To run in a pool there a few things to keep in mind for a good cardio workout.  Below are some of the basics for long term success.

  1. Run in the deep end or where you cannot touch the bottom with the floatation device you are using.  Touching the bottom can chaff your feet and you don’t get as good of a workout.  It’s important to maintain good form as you want to keep your body upright and not slouch forward.   
  2. Move your legs mostly up and down like you are riding a bicycle.  You want to avoid over striding or overextending your legs as this can cause a hamstring strain. 
  3. Your arms should be bent and a 90 degree angle and move them forward and back as you would running.  You can use water dumbbells for a more challenging arm workout.  I’ve found I can only use them for a short time before my arms get fatigued.
  4. Keep a high cadence while you are running for the best results.  A cadence of 180 will help you to have a good cardio workout and mimics the cadence of a fast run.  From experience, I’ve found running to a playlist of 170-180 beats per minute will help to keep your cadence high while enjoying the workout.
  5. Avoid muscle cramps by not running in water that is very cold.  Cold water causes the blood vessels to constrict which will limit blood getting to your muscles which can cause cramping. 

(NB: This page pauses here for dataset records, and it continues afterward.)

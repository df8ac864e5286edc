use crate::m20220101_000001_users::Users;
use crate::m20250301_100001_trips::Trips;
use crate::sea_orm::EnumIter;
use sea_orm_migration::prelude::*;

#[derive(DeriveMigrationName)]
pub struct Migration;

#[derive(Iden, EnumIter)]
pub enum TripMembers {
    Table,
    TripId,
    UserId,
    CreatedAt,
}

#[async_trait::async_trait]
impl MigrationTrait for Migration {
    async fn up(&self, m: &SchemaManager) -> Result<(), DbErr> {
        m.create_table(
            Table::create()
                .table(TripMembers::Table)
                .if_not_exists()
                .col(ColumnDef::new(TripMembers::TripId).integer().not_null())
                .col(ColumnDef::new(TripMembers::UserId).integer().not_null())
                .col(
                    ColumnDef::new(TripMembers::CreatedAt)
                        .timestamp_with_time_zone()
                        .not_null()
                        .default(Expr::cust("CURRENT_TIMESTAMP")),
                )
                .primary_key(
                    Index::create()
                        .name("pk_trip_members")
                        .col(TripMembers::TripId)
                        .col(TripMembers::UserId),
                )
                .foreign_key(
                    ForeignKey::create()
                        .name("fk_trip_members_trip_id")
                        .from(TripMembers::Table, TripMembers::TripId)
                        .to(Trips::Table, Trips::Id)
                        .on_delete(ForeignKeyAction::Cascade),
                )
                .foreign_key(
                    ForeignKey::create()
                        .name("fk_trip_members_user_id")
                        .from(TripMembers::Table, TripMembers::UserId)
                        .to(Users::Table, Users::Id)
                        .on_delete(ForeignKeyAction::Cascade),
                )
                .to_owned(),
        )
        .await
    }

    async fn down(&self, m: &SchemaManager) -> Result<(), DbErr> {
        m.drop_table(Table::drop().table(TripMembers::Table).to_owned())
            .await
    }
}
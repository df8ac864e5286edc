pub use super::_entities::photos::{ActiveModel, Entity, Model};
use crate::models::_entities::{albums, photos};
use sea_orm::entity::prelude::*;
use sea_orm::ActiveValue::Set;
use sea_orm::{IntoActiveModel, QueryOrder};

pub type Photos = Entity;

/// Face-pipeline state of a photo. `Pending` photos are picked up by the
/// next scan; both processed states are terminal.
#[derive(Debug, Clone, Copy, PartialEq, Eq)]
pub enum FaceScanStatus {
    Pending,
    ProcessedEmpty,
    ProcessedWithFaces,
}

impl FaceScanStatus {
    #[must_use]
    pub const fn as_str(self) -> &'static str {
        match self {
            Self::Pending => "pending",
            Self::ProcessedEmpty => "processed_empty",
            Self::ProcessedWithFaces => "processed_with_faces",
        }
    }
}

impl std::fmt::Display for FaceScanStatus {
    fn fmt(&self, f: &mut std::fmt::Formatter<'_>) -> std::fmt::Result {
        f.write_str(self.as_str())
    }
}

#[async_trait::async_trait]
impl ActiveModelBehavior for ActiveModel {
    async fn before_save<C>(self, _db: &C, insert: bool) -> std::result::Result<Self, DbErr>
    where
        C: ConnectionTrait,
    {
        if !insert && self.updated_at.is_unchanged() {
            let mut this = self;
            this.updated_at = Set(chrono::Utc::now().into());
            Ok(this)
        } else {
            Ok(self)
        }
    }
}

impl Model {
    /// Moves the photo out of `Pending`. Run inside the same transaction as
    /// the face writes it concludes.
    ///
    /// # Errors
    /// On update failure.
    pub async fn mark_scanned<C>(&self, db: &C, status: FaceScanStatus) -> Result<Model, DbErr>
    where
        C: ConnectionTrait,
    {
        let mut this = self.clone().into_active_model();
        this.face_scan_status = Set(status.as_str().to_string());
        this.update(db).await
    }
}

// implement your write-oriented logic here
impl ActiveModel {}

// implement your custom finders, selectors oriented logic here
impl Entity {
    /// # Errors
    /// On query failure.
    pub async fn find_for_album<C>(db: &C, album_id: i32) -> Result<Vec<Model>, DbErr>
    where
        C: ConnectionTrait,
    {
        Self::find()
            .filter(photos::Column::AlbumId.eq(album_id))
            .order_by_desc(photos::Column::CreatedAt)
            .all(db)
            .await
    }

    /// All photos of a trip that no scan has handled yet, oldest first so
    /// clusters grow in upload order.
    ///
    /// # Errors
    /// On query failure.
    pub async fn find_pending_for_trip<C>(db: &C, trip_id: i32) -> Result<Vec<Model>, DbErr>
    where
        C: ConnectionTrait,
    {
        Self::find()
            .inner_join(albums::Entity)
            .filter(albums::Column::TripId.eq(trip_id))
            .filter(photos::Column::FaceScanStatus.eq(FaceScanStatus::Pending.as_str()))
            .order_by_asc(photos::Column::Id)
            .all(db)
            .await
    }

    /// The trip a photo belongs to, via its album.
    ///
    /// # Errors
    /// On query failure.
    pub async fn trip_id_of<C>(db: &C, photo: &Model) -> Result<Option<i32>, DbErr>
    where
        C: ConnectionTrait,
    {
        Ok(albums::Entity::find_by_id(photo.album_id)
            .one(db)
            .await?
            .map(|album| album.trip_id))
    }
}
use axum::debug_handler;
use derive_more::with_trait::Constructor;
use loco_rs::prelude::*;
use sea_orm::EntityTrait;
use serde::{Deserialize, Serialize};
use tracing::info;
use validator::Validate;

use crate::common::blob_store::{BlobStore, FsBlobStore};
use crate::common::settings::Settings;
use crate::controllers::trips::load_member_trip;
use crate::models::{faces, persons};
use crate::workers::face_scan::{self, FaceScanWorker, WorkerArgs};

const THUMB_URL_TTL_SECS: u64 = 3600;

#[derive(Debug, Deserialize, Validate)]
pub struct RenamePayload {
    #[validate(length(min = 1, max = 100, message = "name is required"))]
    pub name: String,
}

#[derive(Constructor, Serialize)]
pub struct PersonResponse {
    id: i32,
    name: String,
    face_count: u64,
    thumbnail_url: Option<String>,
}

#[derive(Constructor, Serialize)]
pub struct FaceEntry {
    id: i32,
    photo_id: i32,
    crop_url: String,
}

#[derive(Serialize)]
pub struct ScanResponse {
    pub started: bool,
    pub detail: &'static str,
}

/// Kicks off the background face scan for a trip and acknowledges
/// immediately. A trip with a scan already in flight is not scanned twice.
#[debug_handler]
async fn start_scan(
    auth: auth::JWT,
    Path(trip_id): Path<i32>,
    State(ctx): State<AppContext>,
) -> Result<Response> {
    let (_user, trip) = load_member_trip(&ctx, &auth, trip_id).await?;

    if !face_scan::try_begin_scan(trip.id) {
        info!("Scan for trip {} already running, not starting another", trip.id);
        return format::json(ScanResponse {
            started: false,
            detail: "scan already running",
        });
    }

    if let Err(err) = FaceScanWorker::perform_later(&ctx, WorkerArgs { trip_id: trip.id }).await {
        face_scan::end_scan(trip.id);
        return Err(err);
    }

    format::json(ScanResponse {
        started: true,
        detail: "scan started",
    })
}

/// Identity clusters of a trip. Persons without any face are filtered out,
/// not deleted.
#[debug_handler]
async fn list_people(
    auth: auth::JWT,
    Path(trip_id): Path<i32>,
    State(ctx): State<AppContext>,
) -> Result<Response> {
    let (_user, trip) = load_member_trip(&ctx, &auth, trip_id).await?;
    let blobs = FsBlobStore::from_settings(&Settings::from_context(&ctx));

    let mut people = Vec::new();
    for person in persons::Entity::find_by_trip(&ctx.db, trip.id).await? {
        let face_count = person.face_count(&ctx.db).await?;
        if face_count == 0 {
            continue;
        }
        let thumbnail_url = person
            .representative_face(&ctx.db)
            .await?
            .map(|face| blobs.presigned_url(&face.crop_key, THUMB_URL_TTL_SECS, false));
        people.push(PersonResponse::new(
            person.id,
            person.name,
            face_count,
            thumbnail_url,
        ));
    }
    format::json(people)
}

async fn load_member_person(
    ctx: &AppContext,
    auth: &auth::JWT,
    person_id: i32,
) -> Result<persons::Model> {
    let person = persons::Entity::find_by_id(person_id)
        .one(&ctx.db)
        .await?
        .ok_or_else(|| Error::NotFound)?;
    load_member_trip(ctx, auth, person.trip_id).await?;
    Ok(person)
}

#[debug_handler]
async fn rename(
    auth: auth::JWT,
    Path(person_id): Path<i32>,
    State(ctx): State<AppContext>,
    Json(params): Json<RenamePayload>,
) -> Result<Response> {
    params
        .validate()
        .map_err(|e| Error::BadRequest(e.to_string()))?;
    let person = load_member_person(&ctx, &auth, person_id).await?;
    let person = person.rename(&ctx.db, params.name.trim()).await?;
    format::json(serde_json::json!({ "id": person.id, "name": person.name }))
}

#[debug_handler]
async fn list_faces(
    auth: auth::JWT,
    Path(person_id): Path<i32>,
    State(ctx): State<AppContext>,
) -> Result<Response> {
    let person = load_member_person(&ctx, &auth, person_id).await?;
    let blobs = FsBlobStore::from_settings(&Settings::from_context(&ctx));

    let entries: Vec<FaceEntry> = faces::Entity::find_by_person(&ctx.db, person.id)
        .await?
        .into_iter()
        .map(|face| {
            FaceEntry::new(
                face.id,
                face.photo_id,
                blobs.presigned_url(&face.crop_key, THUMB_URL_TTL_SECS, false),
            )
        })
        .collect();
    format::json(entries)
}

pub fn routes() -> Routes {
    Routes::new()
        .prefix("/api")
        .add("/trips/{id}/scan", post(start_scan))
        .add("/trips/{id}/people", get(list_people))
        .add("/people/{id}/rename", post(rename))
        .add("/people/{id}/faces", get(list_faces))
}
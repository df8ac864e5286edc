//! Shared fixtures: a scripted oracle, an in-memory blob store and seed
//! helpers. All suites run fully deterministic; nothing here touches the
//! network.
#![allow(dead_code)]

use async_trait::async_trait;
use sea_orm::{ActiveModelTrait, ActiveValue::Set, DatabaseConnection};
use std::collections::{HashMap, VecDeque};
use std::sync::{Arc, Mutex};

use tripshare_backend::api::oracle_client::{OracleError, VisionOracle};
use tripshare_backend::api::oracle_structs::Part;
use tripshare_backend::common::blob_store::{BlobError, BlobStore};
use tripshare_backend::models::photos::FaceScanStatus;
use tripshare_backend::models::users::RegisterParams;
use tripshare_backend::models::{albums, photos, trips, users};

/// Replays a fixed list of responses and records how many image parts each
/// request carried.
#[derive(Clone, Default)]
pub struct ScriptedOracle {
    responses: Arc<Mutex<VecDeque<String>>>,
    image_counts: Arc<Mutex<Vec<usize>>>,
}

impl ScriptedOracle {
    pub fn new(responses: &[&str]) -> Self {
        Self {
            responses: Arc::new(Mutex::new(
                responses.iter().map(ToString::to_string).collect(),
            )),
            image_counts: Arc::new(Mutex::new(Vec::new())),
        }
    }

    pub fn call_count(&self) -> usize {
        self.image_counts.lock().unwrap().len()
    }

    /// Number of inline images per call, in call order.
    pub fn image_counts(&self) -> Vec<usize> {
        self.image_counts.lock().unwrap().clone()
    }
}

#[async_trait]
impl VisionOracle for ScriptedOracle {
    async fn generate(&self, parts: Vec<Part>) -> Result<String, OracleError> {
        let images = parts
            .iter()
            .filter(|part| matches!(part, Part::InlineData { .. }))
            .count();
        self.image_counts.lock().unwrap().push(images);
        self.responses
            .lock()
            .unwrap()
            .pop_front()
            .ok_or(OracleError::EmptyResponse)
    }
}

#[derive(Clone, Default)]
pub struct MemoryBlobStore {
    blobs: Arc<Mutex<HashMap<String, Vec<u8>>>>,
}

impl MemoryBlobStore {
    pub fn contains(&self, key: &str) -> bool {
        self.blobs.lock().unwrap().contains_key(key)
    }

    pub fn blob_count(&self) -> usize {
        self.blobs.lock().unwrap().len()
    }
}

#[async_trait]
impl BlobStore for MemoryBlobStore {
    async fn put(&self, key: &str, bytes: &[u8], _content_type: &str) -> Result<(), BlobError> {
        self.blobs
            .lock()
            .unwrap()
            .insert(key.to_string(), bytes.to_vec());
        Ok(())
    }

    async fn get(&self, key: &str) -> Result<Vec<u8>, BlobError> {
        self.blobs
            .lock()
            .unwrap()
            .get(key)
            .cloned()
            .ok_or_else(|| BlobError::NotFound(key.to_string()))
    }

    async fn delete(&self, key: &str) -> Result<(), BlobError> {
        self.blobs
            .lock()
            .unwrap()
            .remove(key)
            .map(|_| ())
            .ok_or_else(|| BlobError::NotFound(key.to_string()))
    }

    fn presigned_url(&self, key: &str, ttl_secs: u64, force_download: bool) -> String {
        format!(
            "memory://{key}?ttl={ttl_secs}&dl={}",
            u8::from(force_download)
        )
    }
}

/// A small valid JPEG to feed the cropper.
pub fn test_jpeg(width: u32, height: u32) -> Vec<u8> {
    let img = image::DynamicImage::new_rgb8(width, height);
    let mut bytes = std::io::Cursor::new(Vec::new());
    img.write_to(&mut bytes, image::ImageFormat::Jpeg)
        .expect("encode test jpeg");
    bytes.into_inner()
}

pub async fn seed_user(db: &DatabaseConnection, tag: &str) -> users::Model {
    users::Model::create_with_password(
        db,
        &RegisterParams {
            mobile: format!("07{}{}", tag.len(), tag),
            username: format!("user_{tag}"),
            password: "secret123".to_string(),
        },
    )
    .await
    .expect("seed user")
}

pub async fn seed_trip(
    db: &DatabaseConnection,
    tag: &str,
) -> (users::Model, trips::Model, albums::Model) {
    let user = seed_user(db, tag).await;
    let code = trips::Entity::generate_code(db).await.expect("trip code");
    let trip = trips::ActiveModel {
        name: Set(format!("Trip {tag}")),
        code: Set(code),
        created_by_id: Set(user.id),
        ..Default::default()
    }
    .insert(db)
    .await
    .expect("seed trip");
    trip.add_member(db, user.id).await.expect("add member");
    let album = albums::Entity::find_or_create_for(db, trip.id, user.id)
        .await
        .expect("seed album");
    (user, trip, album)
}

pub async fn seed_photo(
    db: &DatabaseConnection,
    blobs: &MemoryBlobStore,
    album: &albums::Model,
    name: &str,
) -> photos::Model {
    let blob_key = format!("photos/SEED/{name}");
    blobs
        .put(&blob_key, &test_jpeg(400, 300), "image/jpeg")
        .await
        .expect("seed blob");
    photos::ActiveModel {
        album_id: Set(album.id),
        blob_key: Set(blob_key),
        face_scan_status: Set(FaceScanStatus::Pending.as_str().to_string()),
        ..Default::default()
    }
    .insert(db)
    .await
    .expect("seed photo")
}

Maintaining a high cadence with good form are both important for a pool running workout.  Music can help tremendously to keep your cadence high.  Be sure to keep your back straight and avoid slouching forward to maintain good posture. 

How to know if you are running the right way

While doing any type of exercise in the pool will provide a good workout, pool running has additional benefits when performed properly.  Checking your form and technique are good to ensure you are getting the most benefits from pool running.

Periodically throughout your workout make sure your back is straight and you are not leaning forward.  Also make sure your arms are bent at a 90 degree angle and you are using a forward and backward motion.

The best way to check your form would be to see yourself in a video.  Have a friend or ask someone at the gym to take a video with your cell phone for just a few seconds.  While it may be difficult to see the legs moving, you should quickly be able to see if you have an upright posture and how you are moving your arms.

This can provide valuable feedback that you can work to improve the next time you go for a run in the pool.  Different floatation devices can impact your posture so you may need concentrate on different aspects of your posture depending on the floatation device you are using. 

My Experience with pool running

I first tried pool running when I was suffering from shin splits.  I had a big event I was training for and was didn’t want to lose any fitness that could derail my training schedule.

I signed up at the local gym with a pool and watched a few videos.  While it seems rather easy, I was surprised at how great a workout it provided and I actually felt refreshed by it.

My shin splints healed up rather quickly thanks to a great exercise I found online (see my article here), but I have continued to run in the pool.  I can’t provide “hard” evidence, but I feel like it is helping me run more and harder with less aches and pains.

I feel great after my workouts and feel it even helps with recovery when I’m sore.  I have even started to go more often and find my running is improving. 

The biggest drawback to this type of exercise for me is that I need to eat more. I’m finding it hard to keep my weight up with the pool running. I’ve read that the water lowers your body temperature, so your body burns more calories just to keep you warm.

Overall, I have been thoroughly surprised and happy with the results and would recommend pool running to everyone, runners and non-runners.  I don’t like getting my hair and ears wet so this type of pool exercise is the perfect workout.

Key Takeaways

Running in a pool is a great workout for everyone.  While it is best to use some floatation device to keep you upright, it is relatively simple and easy for nearly everyone. 

Pool running is virtually no impact on the knees and joints, yet still gives a powerful cardio workout while working the same muscles you use when running.  Everyone can benefit from this kind of workout and the best part is that your hair and ears stay mostly dry!